To fold, spindle or mutilate a punch card in business some years ago, meant to throw away.  Minneapolis could have easily played the third period just getting by.  The Novas were up against a good team and down three goals.  But they came out determined to get back in the game.  And they did.  At one point in halfway through the third they had the Royals defense on ropes threatening to cut the lead to 3-2.  But where the Royals caught the breaks on two second period goals, MPLS didn’t.  The Novas earned their first score less than a minute into the final period.  Max Kjome hit Jake Hale with a pass at the Hopkins blue line.  Hale beat the Royal defender along the left boards, cut to the left faceoff circle and blistered a shot past Hopkins’ goalie Parker Swenson to cut the Royals lead to 3-1.  Kjome got the assist.  Then Minneapolis forwards started to use the short pass as they rushed the puck at the Hopkins blue line.  They started to beat the Hopkins defense, but their shots were being blocked or not on target.  Minneapolis defensemen at the Hopkins blue line started to play more aggressive attempting to hold the puck in the Royal’s zone.  That opened up the Hopkins offense and resulted in a number of 2-on-1 or solo rushes on the Minneapolis goalie Martin.  Martin made the stops.  Late in the game, MPLS pulled the goalie and Nelsen scored an empty netter on a long shot to end the scoring 4-1.

What is Next?

Minneapolis didn’t lose much in Section 2A rankings.  As a result of the loss to Hopkins, the Novas are still behind Breck and even with Orono and Delano.  Their early season 2-0 loss to Waconia hurts them but with four sectional games still to play (Mound Westonka, New Prague, Providence Academy, and Kennedy) wins will keep the MPLS in the running for a top 2A playoff seed.  They play Mound Westonka this weekend at Thaler Ice Arena.  Minneapolis is favored to win that game.  They should beat St. Cloud Tech at Parade next week before playing St. Paul Johnson.  Johnson (5-1) is an unknown at this point and will be coming off playing a tough Detroit Lakes team at Detroit Lakes.  Minneapolis should do all right until they hit the Schwan Cup in two weeks.  They will be favored to win their bracket (Chisago Lakes and winner of Simley/Marshall), but will likely have a tough championship game against Spring Lake Park or Princeton.  Hopkins needed the win.  It will most likely help them move past Armstrong and Cretin/Derham Hall in the Section 6AA rankings.  The Royals take the week off before playing at Orono, one of Minneapolis’s principle contenders in Secction 2A, and before hosting unbeaten Benilde-St. Margaret’s just before Christmas.
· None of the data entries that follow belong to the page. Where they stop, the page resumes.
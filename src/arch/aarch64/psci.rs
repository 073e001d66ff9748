//! PSCI calls over the SMC conduit

use super::defs::{PSCI_CPU_OFF, PSCI_CPU_ON_64, PSCI_SUCCESS, PSCI_SYSTEM_OFF};

/// Issue a PSCI call with up to three arguments.
///
/// x4-x17 may be clobbered by the firmware per SMCCC.
#[inline(never)]
pub fn call(function: u32, arg0: u64, arg1: u64, arg2: u64) -> i64 {
    let ret: u64;
    unsafe {
        core::arch::asm!(
            "smc #0",
            inout("x0") u64::from(function) => ret,
            inout("x1") arg0 => _,
            inout("x2") arg1 => _,
            inout("x3") arg2 => _,
            lateout("x4") _,
            lateout("x5") _,
            lateout("x6") _,
            lateout("x7") _,
            lateout("x8") _,
            lateout("x9") _,
            lateout("x10") _,
            lateout("x11") _,
            lateout("x12") _,
            lateout("x13") _,
            lateout("x14") _,
            lateout("x15") _,
            lateout("x16") _,
            lateout("x17") _,
            options(nostack),
        );
    }
    ret as i64
}

/// Power on the PE with affinity `mpidr` at `entry`, with `context_id` in x0.
pub fn cpu_on(mpidr: u64, entry: u64, context_id: u64) -> Result<(), i32> {
    match call(PSCI_CPU_ON_64, mpidr, entry, context_id) as i32 {
        PSCI_SUCCESS => Ok(()),
        code => Err(code),
    }
}

/// Power off the calling PE.
pub fn cpu_off() -> ! {
    call(PSCI_CPU_OFF, 0, 0, 0);
    // CPU_OFF only returns on failure
    loop {
        unsafe { core::arch::asm!("wfe") };
    }
}

pub fn system_off() -> ! {
    call(PSCI_SYSTEM_OFF, 0, 0, 0);
    loop {
        unsafe { core::arch::asm!("wfe") };
    }
}
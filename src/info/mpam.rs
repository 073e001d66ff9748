//! MPAM memory system component (MSC) table, one entry per MSC

use super::{InfoTable, TableWriter};

#[repr(u32)]
#[derive(Clone, Copy, Debug, PartialEq, Eq)]
pub enum MpamLocator {
    ProcessorCache,
    Memory,
    Smmu,
    MemoryCache,
    AcpiDevice,
    Unknown,
}

#[repr(C)]
#[derive(Clone, Copy, Debug, PartialEq, Eq)]
pub struct MscEntry {
    pub base: u64,
    pub length: u32,
    pub max_nrdy_usec: u32,
    pub resource_count: u32,
    /// Locator of the first resource behind this MSC.
    pub locator: MpamLocator,
    pub descriptor: u64,
}

pub type MpamTable = InfoTable<(), MscEntry>;
pub type MpamWriter<'a> = TableWriter<'a, (), MscEntry>;

impl MpamTable {
    pub fn msc_count(&self) -> usize {
        self.len()
    }

    pub fn memory_mscs(&self) -> impl Iterator<Item = &MscEntry> + '_ {
        self.entries()
            .iter()
            .filter(|msc| msc.locator == MpamLocator::Memory)
    }
}
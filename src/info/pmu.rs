//! System PMU info table

use super::{InfoTable, TableWriter};

#[repr(u32)]
#[derive(Clone, Copy, Debug, PartialEq, Eq)]
pub enum PmuNode {
    ProcessorCache,
    MemoryController,
    Smmu,
    PciRootComplex,
    AcpiDevice,
    PeCluster,
}

#[repr(C)]
#[derive(Clone, Copy, Debug, PartialEq, Eq)]
pub struct PmuEntry {
    pub node: PmuNode,
    pub primary_instance: u64,
    pub secondary_instance: u32,
    pub dual_page_extension: bool,
    pub base0: u64,
    pub base1: u64,
}

pub type PmuTable = InfoTable<(), PmuEntry>;
pub type PmuWriter<'a> = TableWriter<'a, (), PmuEntry>;

impl PmuTable {
    pub fn of_node(&self, node: PmuNode) -> impl Iterator<Item = &PmuEntry> + '_ {
        self.entries().iter().filter(move |entry| entry.node == node)
    }
}
//! ARM64 Architecture Constants
//!
//! Named constants for the system register fields the suite decodes,
//! exception classes and PSCI function ids. Field positions are given as
//! inclusive `(start, end)` bit ranges for `sysreg::extract_bits`.

pub type Field = (u32, u32);

// ── CurrentEL ────────────────────────────────────────────────────────
pub const CURRENT_EL_SHIFT: u32 = 2;
pub const CURRENT_EL_MASK: u64 = 0x3;

// ── HCR_EL2 ──────────────────────────────────────────────────────────
pub const HCR_E2H: u64 = 1 << 34;

// ── ID_AA64PFR0_EL1 ──────────────────────────────────────────────────
pub const PFR0_EL2: Field = (8, 11);
pub const PFR0_EL3: Field = (12, 15);
pub const PFR0_RAS: Field = (28, 31);
pub const PFR0_SVE: Field = (32, 35);
pub const PFR0_MPAM: Field = (40, 43);

// ── ID_AA64PFR1_EL1 ──────────────────────────────────────────────────
pub const PFR1_MPAM_FRAC: Field = (16, 19);

// ── ID_AA64DFR0_EL1 ──────────────────────────────────────────────────
pub const DFR0_PMUVER: Field = (8, 11);
pub const DFR0_PMSVER: Field = (32, 35);
pub const PMUVER_IMP_DEF: u64 = 0xF;

// ── ID_AA64MMFR0_EL1 / MMFR1 ─────────────────────────────────────────
pub const MMFR0_PARANGE: Field = (0, 3);
pub const MMFR0_TGRAN4: Field = (28, 31);
pub const MMFR1_TWED: Field = (32, 35);

// ── PMCR_EL0 ─────────────────────────────────────────────────────────
pub const PMCR_N: Field = (11, 15);

// ── TCR_EL1 (and TCR_EL2 with E2H) ───────────────────────────────────
pub const TCR_T0SZ: Field = (0, 5);
pub const TCR_IRGN0: Field = (8, 9);
pub const TCR_ORGN0: Field = (10, 11);
pub const TCR_SH0: Field = (12, 13);
pub const TCR_TG0: Field = (14, 15);
pub const TCR_T1SZ: Field = (16, 21);
pub const TCR_IRGN1: Field = (24, 25);
pub const TCR_ORGN1: Field = (26, 27);
pub const TCR_SH1: Field = (28, 29);
pub const TCR_TG1: Field = (30, 31);
pub const TCR_IPS: Field = (32, 34);

// ── TCR_EL2 without E2H ──────────────────────────────────────────────
pub const TCR_EL2_PS: Field = (16, 18);

/// log2 of the granule for TG0 = 0, 1, 2.
pub const TG0_GRANULE_SHIFT: [u8; 3] = [12, 16, 14];
/// log2 of the granule for TG1 = 1, 2, 3. TG1 = 0 is reserved.
pub const TG1_GRANULE_SHIFT: [u8; 4] = [0, 14, 12, 16];

// ── ESR_ELx ──────────────────────────────────────────────────────────
pub const ESR_EC_SHIFT: u32 = 26;
pub const ESR_EC_MASK: u64 = 0x3F;

pub const EC_UNKNOWN: u64 = 0x00;
pub const EC_MSR_MRS: u64 = 0x18;
pub const EC_IABT_SAME: u64 = 0x21;
pub const EC_DABT_SAME: u64 = 0x25;
pub const EC_SERROR: u64 = 0x2F;

// ── MPIDR_EL1 ────────────────────────────────────────────────────────
pub const MPIDR_AFFINITY_MASK: u64 = 0xFF_00FF_FFFF;

// ── PSCI (SMC calling convention) ────────────────────────────────────
pub const PSCI_CPU_OFF: u32 = 0x8400_0002;
pub const PSCI_CPU_ON_64: u32 = 0xC400_0003;
pub const PSCI_AFFINITY_INFO_64: u32 = 0xC400_0004;
pub const PSCI_SYSTEM_OFF: u32 = 0x8400_0008;

pub const PSCI_SUCCESS: i32 = 0;
pub const PSCI_ALREADY_ON: i32 = -4;
pub const PSCI_ON_PENDING: i32 = -5;

#[cfg(test)]
mod tests {
    use super::*;

    #[test]
    fn affinity_mask_drops_mt_and_u() {
        // Aff3 = 1, U, MT, RES1 and Aff0 = 0
        let mpidr = (1 << 32) | (1 << 31) | (1 << 30) | (1 << 24);
        assert_eq!(mpidr & MPIDR_AFFINITY_MASK, 1 << 32);
        // cluster 1, core 0 is not the boot PE
        assert_ne!(0x100 & MPIDR_AFFINITY_MASK, 0);
        assert_eq!(0xC100_0000 & MPIDR_AFFINITY_MASK, 0);
    }
}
Minneapolis has to get by Breck to get to the Class A state tourney.  Both Minneapolis and Breck will be in the Section 2A playoffs.  Hopkins has to get by Wayzata in the Section 6AA playoffs to get to the Class AA state tourney.  Last night, Wayzata edged Breck 2-1 in overtime to hand the Mustangs their first loss of the season.  It will be interesting to watch the MPLS team this season and what happens next year with the Minneapolis Storm bantam team.  Minneapolis could make a run this season for the Section 2A championship.     


Jake Hale's (out of picture left) shot beats Hopkins goalie for the lone MPLS score in the first minute of the third period. The puck is a blurr heading into the nets.